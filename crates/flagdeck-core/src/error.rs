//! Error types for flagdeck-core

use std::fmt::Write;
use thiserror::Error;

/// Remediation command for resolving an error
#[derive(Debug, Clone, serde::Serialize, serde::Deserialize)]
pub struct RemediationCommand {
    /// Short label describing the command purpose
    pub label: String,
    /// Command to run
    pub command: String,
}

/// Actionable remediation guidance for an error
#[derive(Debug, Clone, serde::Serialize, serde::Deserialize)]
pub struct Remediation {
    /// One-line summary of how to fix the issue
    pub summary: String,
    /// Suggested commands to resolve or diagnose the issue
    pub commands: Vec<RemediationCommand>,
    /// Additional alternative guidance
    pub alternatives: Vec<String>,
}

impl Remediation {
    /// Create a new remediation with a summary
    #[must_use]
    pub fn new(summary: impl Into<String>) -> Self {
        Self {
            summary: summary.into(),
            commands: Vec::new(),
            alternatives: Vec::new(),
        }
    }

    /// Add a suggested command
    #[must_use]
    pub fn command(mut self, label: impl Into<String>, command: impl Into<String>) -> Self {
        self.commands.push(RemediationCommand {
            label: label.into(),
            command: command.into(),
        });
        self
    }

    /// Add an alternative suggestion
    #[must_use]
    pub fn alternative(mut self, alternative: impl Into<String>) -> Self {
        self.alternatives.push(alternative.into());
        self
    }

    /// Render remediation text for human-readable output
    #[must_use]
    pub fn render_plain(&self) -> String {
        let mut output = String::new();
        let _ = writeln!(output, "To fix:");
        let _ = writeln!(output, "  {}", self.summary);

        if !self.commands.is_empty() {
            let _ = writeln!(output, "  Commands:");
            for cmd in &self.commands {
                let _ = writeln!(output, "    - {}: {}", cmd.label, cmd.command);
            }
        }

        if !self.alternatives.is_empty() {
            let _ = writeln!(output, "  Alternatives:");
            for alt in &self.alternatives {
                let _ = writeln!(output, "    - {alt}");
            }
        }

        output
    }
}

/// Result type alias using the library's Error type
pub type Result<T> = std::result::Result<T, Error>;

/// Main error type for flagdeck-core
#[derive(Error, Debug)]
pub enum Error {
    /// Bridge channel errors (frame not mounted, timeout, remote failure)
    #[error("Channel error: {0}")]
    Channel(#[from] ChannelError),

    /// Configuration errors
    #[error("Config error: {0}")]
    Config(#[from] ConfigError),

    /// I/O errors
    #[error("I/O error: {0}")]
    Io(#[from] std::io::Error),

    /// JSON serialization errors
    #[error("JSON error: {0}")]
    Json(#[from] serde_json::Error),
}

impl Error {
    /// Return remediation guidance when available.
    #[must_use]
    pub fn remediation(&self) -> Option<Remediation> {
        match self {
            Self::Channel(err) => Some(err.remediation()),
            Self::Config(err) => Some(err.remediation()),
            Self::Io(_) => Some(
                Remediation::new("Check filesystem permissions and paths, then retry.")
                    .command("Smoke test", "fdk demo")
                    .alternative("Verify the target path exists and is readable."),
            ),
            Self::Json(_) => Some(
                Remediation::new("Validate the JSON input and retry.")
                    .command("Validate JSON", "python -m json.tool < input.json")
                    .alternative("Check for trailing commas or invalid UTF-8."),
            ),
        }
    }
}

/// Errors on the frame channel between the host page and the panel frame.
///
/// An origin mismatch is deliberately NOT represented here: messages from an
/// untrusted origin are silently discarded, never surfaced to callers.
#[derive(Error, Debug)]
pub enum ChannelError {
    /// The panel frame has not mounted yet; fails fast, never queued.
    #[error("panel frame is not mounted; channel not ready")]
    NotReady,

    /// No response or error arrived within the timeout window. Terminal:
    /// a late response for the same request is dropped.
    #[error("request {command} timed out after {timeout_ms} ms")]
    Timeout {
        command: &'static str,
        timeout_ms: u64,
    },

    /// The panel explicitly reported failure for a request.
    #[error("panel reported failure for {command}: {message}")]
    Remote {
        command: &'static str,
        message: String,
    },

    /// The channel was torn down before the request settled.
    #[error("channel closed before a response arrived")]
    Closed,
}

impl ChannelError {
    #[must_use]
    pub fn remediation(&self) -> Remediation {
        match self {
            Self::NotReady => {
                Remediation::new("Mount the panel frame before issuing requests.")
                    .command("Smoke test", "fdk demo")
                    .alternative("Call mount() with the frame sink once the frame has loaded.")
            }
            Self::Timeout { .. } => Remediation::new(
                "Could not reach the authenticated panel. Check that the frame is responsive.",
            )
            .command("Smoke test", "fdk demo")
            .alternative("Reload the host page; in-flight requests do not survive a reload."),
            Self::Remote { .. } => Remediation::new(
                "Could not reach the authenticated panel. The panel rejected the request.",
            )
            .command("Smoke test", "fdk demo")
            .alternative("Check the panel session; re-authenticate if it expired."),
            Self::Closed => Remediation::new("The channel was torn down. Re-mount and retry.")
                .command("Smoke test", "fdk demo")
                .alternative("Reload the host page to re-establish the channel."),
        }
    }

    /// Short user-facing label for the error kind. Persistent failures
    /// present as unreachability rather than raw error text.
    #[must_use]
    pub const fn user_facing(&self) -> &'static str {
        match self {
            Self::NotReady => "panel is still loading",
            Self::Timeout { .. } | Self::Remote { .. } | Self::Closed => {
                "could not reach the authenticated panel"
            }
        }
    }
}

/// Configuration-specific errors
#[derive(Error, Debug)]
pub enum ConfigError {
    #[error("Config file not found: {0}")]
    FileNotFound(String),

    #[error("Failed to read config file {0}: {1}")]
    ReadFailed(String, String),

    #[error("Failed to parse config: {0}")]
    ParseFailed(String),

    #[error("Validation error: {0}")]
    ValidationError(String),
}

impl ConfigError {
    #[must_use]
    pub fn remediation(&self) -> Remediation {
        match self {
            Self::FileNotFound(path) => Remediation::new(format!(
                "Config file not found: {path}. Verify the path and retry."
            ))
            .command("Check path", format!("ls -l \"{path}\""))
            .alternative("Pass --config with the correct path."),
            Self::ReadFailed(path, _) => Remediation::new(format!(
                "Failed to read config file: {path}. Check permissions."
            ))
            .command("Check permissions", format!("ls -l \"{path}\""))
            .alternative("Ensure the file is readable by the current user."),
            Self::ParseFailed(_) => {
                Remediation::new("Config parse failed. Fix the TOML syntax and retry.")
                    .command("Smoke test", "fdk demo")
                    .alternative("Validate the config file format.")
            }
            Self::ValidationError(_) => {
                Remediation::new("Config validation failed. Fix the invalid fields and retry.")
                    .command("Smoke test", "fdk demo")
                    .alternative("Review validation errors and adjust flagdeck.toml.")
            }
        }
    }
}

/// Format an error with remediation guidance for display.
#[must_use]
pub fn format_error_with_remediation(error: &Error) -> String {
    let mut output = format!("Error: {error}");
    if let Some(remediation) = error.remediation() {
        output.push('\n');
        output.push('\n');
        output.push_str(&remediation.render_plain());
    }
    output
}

-=-=-

*TASK BRIEF*
Transcribe each record above exactly. Skip none.

*EXERCISE OUTPUT*
filename crates/flagdeck-core/src/error.rs
//! Error types for flagdeck-core

use std::fmt::Write;
use thiserror::Error;

/// Remediation command for resolving an error
#[derive(Debug, Clone, serde::Serialize, serde::Deserialize)]
pub struct RemediationCommand {
    /// Short label describing the command purpose
    pub label: String,
    /// Command to run
    pub command: String,
}

/// Actionable remediation guidance for an error
#[derive(Debug, Clone, serde::Serialize, serde::Deserialize)]
pub struct Remediation {
    /// One-line summary of how to fix the issue
    pub summary: String,
    /// Suggested commands to resolve or diagnose the issue
    pub commands: Vec<RemediationCommand>,
    /// Additional alternative guidance
    pub alternatives: Vec<String>,
}

impl Remediation {
    /// Create a new remediation with a summary
    #[must_use]
    pub fn new(summary: impl Into<String>) -> Self {
        Self {
            summary: summary.into(),
            commands: Vec::new(),
            alternatives: Vec::new(),
        }
    }

    /// Add a suggested command
    #[must_use]
    pub fn command(mut self, label: impl Into<String>, command: impl Into<String>) -> Self {
        self.commands.push(RemediationCommand {
            label: label.into(),
            command: command.into(),
        });
        self
    }

    /// Add an alternative suggestion
    #[must_use]
    pub fn alternative(mut self, alternative: impl Into<String>) -> Self {
        self.alternatives.push(alternative.into());
        self
    }

    /// Render remediation text for human-readable output
    #[must_use]
    pub fn render_plain(&self) -> String {
        let mut output = String::new();
        let _ = writeln!(output, "To fix:");
        let _ = writeln!(output, "  {}", self.summary);

        if !self.commands.is_empty() {
            let _ = writeln!(output, "  Commands:");
            for cmd in &self.commands {
                let _ = writeln!(output, "    - {}: {}", cmd.label, cmd.command);
            }
        }

        if !self.alternatives.is_empty() {
            let _ = writeln!(output, "  Alternatives:");
            for alt in &self.alternatives {
                let _ = writeln!(output, "    - {alt}");
            }
        }

        output
    }
}

/// Result type alias using the library's Error type
pub type Result<T> = std::result::Result<T, Error>;

/// Main error type for flagdeck-core
#[derive(Error, Debug)]
pub enum Error {
    /// Bridge channel errors (frame not mounted, timeout, remote failure)
    #[error("Channel error: {0}")]
    Channel(#[from] ChannelError),

    /// Configuration errors
    #[error("Config error: {0}")]
    Config(#[from] ConfigError),

    /// I/O errors
    #[error("I/O error: {0}")]
    Io(#[from] std::io::Error),

    /// JSON serialization errors
    #[error("JSON error: {0}")]
    Json(#[from] serde_json::Error),
}

impl Error {
    /// Return remediation guidance when available.
    #[must_use]
    pub fn remediation(&self) -> Option<Remediation> {
        match self {
            Self::Channel(err) => Some(err.remediation()),
            Self::Config(err) => Some(err.remediation()),
            Self::Io(_) => Some(
                Remediation::new("Check filesystem permissions and paths, then retry.")
                    .command("Smoke test", "fdk demo")
                    .alternative("Verify the target path exists and is readable."),
            ),
            Self::Json(_) => Some(
                Remediation::new("Validate the JSON input and retry.")
                    .command("Validate JSON", "python -m json.tool < input.json")
                    .alternative("Check for trailing commas or invalid UTF-8."),
            ),
        }
    }
}

/// Errors on the frame channel between the host page and the panel frame.
///
/// An origin mismatch is deliberately NOT represented here: messages from an
/// untrusted origin are silently discarded, never surfaced to callers.
#[derive(Error, Debug)]
pub enum ChannelError {
    /// The panel frame has not mounted yet; fails fast, never queued.
    #[error("panel frame is not mounted; channel not ready")]
    NotReady,

    /// No response or error arrived within the timeout window. Terminal:
    /// a late response for the same request is dropped.
    #[error("request {command} timed out after {timeout_ms} ms")]
    Timeout {
        command: &'static str,
        timeout_ms: u64,
    },

    /// The panel explicitly reported failure for a request.
    #[error("panel reported failure for {command}: {message}")]
    Remote {
        command: &'static str,
        message: String,
    },

    /// The channel was torn down before the request settled.
    #[error("channel closed before a response arrived")]
    Closed,
}

impl ChannelError {
    #[must_use]
    pub fn remediation(&self) -> Remediation {
        match self {
            Self::NotReady => {
                Remediation::new("Mount the panel frame before issuing requests.")
                    .command("Smoke test", "fdk demo")
                    .alternative("Call mount() with the frame sink once the frame has loaded.")
            }
            Self::Timeout { .. } => Remediation::new(
                "Could not reach the authenticated panel. Check that the frame is responsive.",
            )
            .command("Smoke test", "fdk demo")
            .alternative("Reload the host page; in-flight requests do not survive a reload."),
            Self::Remote { .. } => Remediation::new(
                "Could not reach the authenticated panel. The panel rejected the request.",
            )
            .command("Smoke test", "fdk demo")
            .alternative("Check the panel session; re-authenticate if it expired."),
            Self::Closed => Remediation::new("The channel was torn down. Re-mount and retry.")
                .command("Smoke test", "fdk demo")
                .alternative("Reload the host page to re-establish the channel."),
        }
    }

    /// Short user-facing label for the error kind. Persistent failures
    /// present as unreachability rather than raw error text.
    #[must_use]
    pub const fn user_facing(&self) -> &'static str {
        match self {
            Self::NotReady => "panel is still loading",
            Self::Timeout { .. } | Self::Remote { .. } | Self::Closed => {
                "could not reach the authenticated panel"
            }
        }
    }
}

/// Configuration-specific errors
#[derive(Error, Debug)]
pub enum ConfigError {
    #[error("Config file not found: {0}")]
    FileNotFound(String),

    #[error("Failed to read config file {0}: {1}")]
    ReadFailed(String, String),

    #[error("Failed to parse config: {0}")]
    ParseFailed(String),

    #[error("Validation error: {0}")]
    ValidationError(String),
}

impl ConfigError {
    #[must_use]
    pub fn remediation(&self) -> Remediation {
        match self {
            Self::FileNotFound(path) => Remediation::new(format!(
                "Config file not found: {path}. Verify the path and retry."
            ))
            .command("Check path", format!("ls -l \"{path}\""))
            .alternative("Pass --config with the correct path."),
            Self::ReadFailed(path, _) => Remediation::new(format!(
                "Failed to read config file: {path}. Check permissions."
            ))
            .command("Check permissions", format!("ls -l \"{path}\""))
            .alternative("Ensure the file is readable by the current user."),
            Self::ParseFailed(_) => {
                Remediation::new("Config parse failed. Fix the TOML syntax and retry.")
                    .command("Smoke test", "fdk demo")
                    .alternative("Validate the config file format.")
            }
            Self::ValidationError(_) => {
                Remediation::new("Config validation failed. Fix the invalid fields and retry.")
                    .command("Smoke test", "fdk demo")
                    .alternative("Review validation errors and adjust flagdeck.toml.")
            }
        }
    }
}

/// Format an error with remediation guidance for display.
#[must_use]
pub fn format_error_with_remediation(error: &Error) -> String {
    let mut output = format!("Error: {error}");
    if let Some(remediation) = error.remediation() {
        output.push('\n');
        output.push('\n');
        output.push_str(&remediation.render_plain());
    }
    output
}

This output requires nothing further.